§ INSTRUCTIONS FOR THE TASK: Among the entries, how many lines hold the word "impl"? Respond with that number only.

§ GIVEN INFORMATION:
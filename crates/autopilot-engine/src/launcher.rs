//! Starts agent sessions for eligible work items.

use std::sync::atomic::{AtomicU64, Ordering};
use std::sync::Arc;

use autopilot_core::{Multiplexer, SessionName, SessionRecord, WorkItem, WorkItemId};
use autopilot_linear::{DependencyGate, GateVerdict};
use tokio_util::sync::CancellationToken;
use tokio_util::task::TaskTracker;
use tracing::{debug, info, instrument};

use crate::detector::CompletionDetector;
use crate::error::LaunchError;
use crate::monitor::SessionMonitor;
use crate::prompt::build_prompt;
use crate::table::SessionTable;

/// The agent executable and the arguments placed before the prompt.
#[derive(Clone, Debug, PartialEq, Eq)]
pub struct AgentCommand {
    pub program: String,
    pub args: Vec<String>,
}

impl AgentCommand {
    pub fn new(program: impl Into<String>, args: Vec<String>) -> Self {
        Self {
            program: program.into(),
            args,
        }
    }

    fn args_with_prompt(&self, prompt: String) -> Vec<String> {
        let mut args = Vec::with_capacity(self.args.len() + 1);
        args.extend(self.args.iter().cloned());
        args.push(prompt);
        args
    }
}

impl Default for AgentCommand {
    fn default() -> Self {
        Self::new(
            "claude",
            vec!["--print".into(), "--allowedTools".into(), "all".into()],
        )
    }
}

/// Result of a launch attempt that did not fail outright.
#[derive(Clone, Debug, PartialEq, Eq)]
pub enum LaunchOutcome {
    Launched(SessionRecord),
    /// The item already has a session, or another launch for it is in flight.
    AlreadyActive,
    /// The dependency gate refused.
    Blocked(GateVerdict),
}

/// Gate, prompt, start, record, monitor.
pub struct SessionLauncher {
    table: SessionTable,
    gate: Arc<dyn DependencyGate>,
    mux: Arc<dyn Multiplexer>,
    monitor: SessionMonitor,
    command: AgentCommand,
    seq: AtomicU64,
    tracker: TaskTracker,
    cancel: CancellationToken,
}

impl SessionLauncher {
    pub fn new(
        table: SessionTable,
        gate: Arc<dyn DependencyGate>,
        mux: Arc<dyn Multiplexer>,
        detector: Arc<dyn CompletionDetector>,
        command: AgentCommand,
    ) -> Self {
        let cancel = CancellationToken::new();
        let monitor = SessionMonitor::new(table.clone(), mux.clone(), detector, cancel.clone());
        Self {
            table,
            gate,
            mux,
            monitor,
            command,
            seq: AtomicU64::new(0),
            tracker: TaskTracker::new(),
            cancel,
        }
    }

    pub fn table(&self) -> &SessionTable {
        &self.table
    }

    /// Launch a session for `work_item` unless it is already tracked or blocked.
    ///
    /// The table slot is claimed before the gate is consulted and released
    /// again if the launch does not go through.
    #[instrument(skip_all, fields(work_item_id = %work_item))]
    pub async fn launch(
        &self,
        work_item: &WorkItemId,
        title: &str,
        item: &WorkItem,
    ) -> Result<LaunchOutcome, LaunchError> {
        let Some(reservation) = self.table.try_reserve(work_item) else {
            info!("session already active");
            return Ok(LaunchOutcome::AlreadyActive);
        };

        let verdict = self.gate.check(work_item).await;
        if verdict.is_blocked() {
            info!(verdict = ?verdict, "blocked by dependencies, not launching");
            return Ok(LaunchOutcome::Blocked(verdict));
        }

        let prompt = build_prompt(work_item, title, item.description_or_placeholder());
        let seq = self.seq.fetch_add(1, Ordering::Relaxed) + 1;
        let name = SessionName::generate(work_item, chrono::Local::now(), seq);

        let handle = self
            .mux
            .start(&name, &self.command.program, &self.command.args_with_prompt(prompt))
            .await?;

        let record = SessionRecord::running(work_item.clone(), title, handle.clone());
        reservation.commit(record.clone());
        info!(session_name = %name, pid = ?handle.pid, "session launched");

        let monitor = self.monitor.clone();
        let work_item = work_item.clone();
        self.tracker.spawn(async move {
            let outcome = monitor.run(work_item.clone(), handle).await;
            debug!(work_item_id = %work_item, outcome = ?outcome, "monitor finished");
        });

        Ok(LaunchOutcome::Launched(record))
    }

    /// Stop every monitor loop and wait for them to exit. Sessions keep running.
    pub async fn shutdown(&self) {
        self.cancel.cancel();
        self.tracker.close();
        self.tracker.wait().await;
    }
}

§ ANSWER TO THIS PROBLEM: 4